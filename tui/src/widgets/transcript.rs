//! Transcript Widget
//!
//! A borderless, scrollable view of the chat transcript that stays pinned to
//! the newest message while the user is at (or near) the bottom.

use ratatui::buffer::Buffer;
use ratatui::layout::Rect;
use ratatui::style::{Modifier, Style};
use ratatui::widgets::StatefulWidget;
use textwrap::wrap;

use agent_core::transcript::{AutoScroll, MessageOrigin, ScrollMetrics, Transcript};

use crate::theme::Palette;

/// Rows from the bottom that still count as "at the bottom"
///
/// Row-unit equivalent of the 48 px `DEFAULT_FOLLOW_THRESHOLD`.
pub const FOLLOW_THRESHOLD_ROWS: usize = 2;

/// Scroll state for the transcript view
#[derive(Debug)]
pub struct TranscriptViewState {
    /// First visible row
    pub scroll_top: usize,
    /// Total wrapped rows at the last render
    pub total_lines: usize,
    /// Visible rows at the last render
    pub client_height: usize,
    follow: AutoScroll,
    content_changed: bool,
}

impl Default for TranscriptViewState {
    fn default() -> Self {
        Self {
            scroll_top: 0,
            total_lines: 0,
            client_height: 0,
            follow: AutoScroll::new(FOLLOW_THRESHOLD_ROWS),
            content_changed: false,
        }
    }
}

impl TranscriptViewState {
    /// Current scroll position
    pub fn metrics(&self) -> ScrollMetrics {
        ScrollMetrics {
            scroll_top: self.scroll_top,
            client_height: self.client_height,
            scroll_height: self.total_lines,
        }
    }

    /// Scroll by delta rows (positive = down) and re-evaluate follow mode
    pub fn scroll(&mut self, delta: isize) {
        let max = self.metrics().max_offset();
        self.scroll_top = self.scroll_top.saturating_add_signed(delta).min(max);
        self.follow.on_scroll(self.metrics());
    }

    /// Jump to the newest message and follow again
    pub fn scroll_to_bottom(&mut self) {
        self.scroll_top = self.metrics().max_offset();
        self.follow.reset();
    }

    /// New or edited content arrived, or the view became visible
    pub fn mark_changed(&mut self) {
        self.content_changed = true;
    }

    /// Back to the top of an empty transcript, following
    pub fn reset(&mut self) {
        self.scroll_top = 0;
        self.total_lines = 0;
        self.follow.reset();
        self.content_changed = true;
    }

    /// Whether new content moves the view
    pub fn is_following(&self) -> bool {
        self.follow.is_following()
    }

    /// Rows above the view
    pub fn rows_above(&self) -> usize {
        self.scroll_top
    }

    /// Rows below the view
    pub fn rows_below(&self) -> usize {
        self.metrics().max_offset().saturating_sub(self.scroll_top)
    }

    fn layout(&mut self, total_lines: usize, client_height: usize) {
        self.total_lines = total_lines;
        self.client_height = client_height;
        if std::mem::take(&mut self.content_changed) {
            if let Some(offset) = self.follow.on_content_changed(self.metrics(), true) {
                self.scroll_top = offset;
            }
        }
        self.scroll_top = self.scroll_top.min(self.metrics().max_offset());
    }
}

/// The transcript view
pub struct TranscriptView<'a> {
    transcript: &'a Transcript,
    palette: &'a Palette,
    hint: Option<&'a str>,
}

impl<'a> TranscriptView<'a> {
    pub fn new(transcript: &'a Transcript, palette: &'a Palette) -> Self {
        Self {
            transcript,
            palette,
            hint: None,
        }
    }

    /// Text shown while the transcript is empty
    pub fn hint(mut self, hint: Option<&'a str>) -> Self {
        self.hint = hint;
        self
    }

    fn lines(&self, width: usize) -> Vec<(String, Style)> {
        let mut lines = Vec::new();
        for message in self.transcript.messages() {
            let (prefix, style) = match message.origin {
                MessageOrigin::Local => ("You: ", Style::default().fg(self.palette.local)),
                MessageOrigin::Remote => ("Agent: ", Style::default().fg(self.palette.remote)),
            };
            let mut content = format!("{prefix}{}", message.text);
            if message.edited {
                content.push_str(" (edited)");
            }
            for line in wrap(&content, width) {
                lines.push((line.into_owned(), style));
            }
            lines.push((String::new(), Style::default()));
        }
        lines
    }
}

impl StatefulWidget for TranscriptView<'_> {
    type State = TranscriptViewState;

    fn render(self, area: Rect, buf: &mut Buffer, state: &mut Self::State) {
        if area.width < 4 || area.height == 0 {
            return;
        }

        if self.transcript.is_empty() {
            state.layout(0, area.height as usize);
            if let Some(hint) = self.hint {
                let style = self.palette.dim().add_modifier(Modifier::ITALIC);
                let y = area.y + area.height / 2;
                let x = area.x + area.width.saturating_sub(hint.len() as u16) / 2;
                buf.set_stringn(x, y, hint, area.width as usize, style);
            }
            return;
        }

        let lines = self.lines(area.width as usize);
        state.layout(lines.len(), area.height as usize);

        for (i, (line, style)) in lines
            .iter()
            .skip(state.scroll_top)
            .take(area.height as usize)
            .enumerate()
        {
            let y = area.y + i as u16;
            buf.set_stringn(area.x, y, line, area.width as usize, style.bg(self.palette.background));
        }
    }
}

___

**PROBLEM TO SOLVE**
Working from the material above, restate word for word the lines between the line with "self.scroll_top = 0;" and the line with "pub fn rows_below(&self)", both included, and only those.

**REPLY TO THE TASK**
        self.scroll_top = 0;
        self.total_lines = 0;
        self.follow.reset();
        self.content_changed = true;
    }

    /// Whether new content moves the view
    pub fn is_following(&self) -> bool {
        self.follow.is_following()
    }

    /// Rows above the view
    pub fn rows_above(&self) -> usize {
        self.scroll_top
    }

    /// Rows below the view
    pub fn rows_below(&self) -> usize {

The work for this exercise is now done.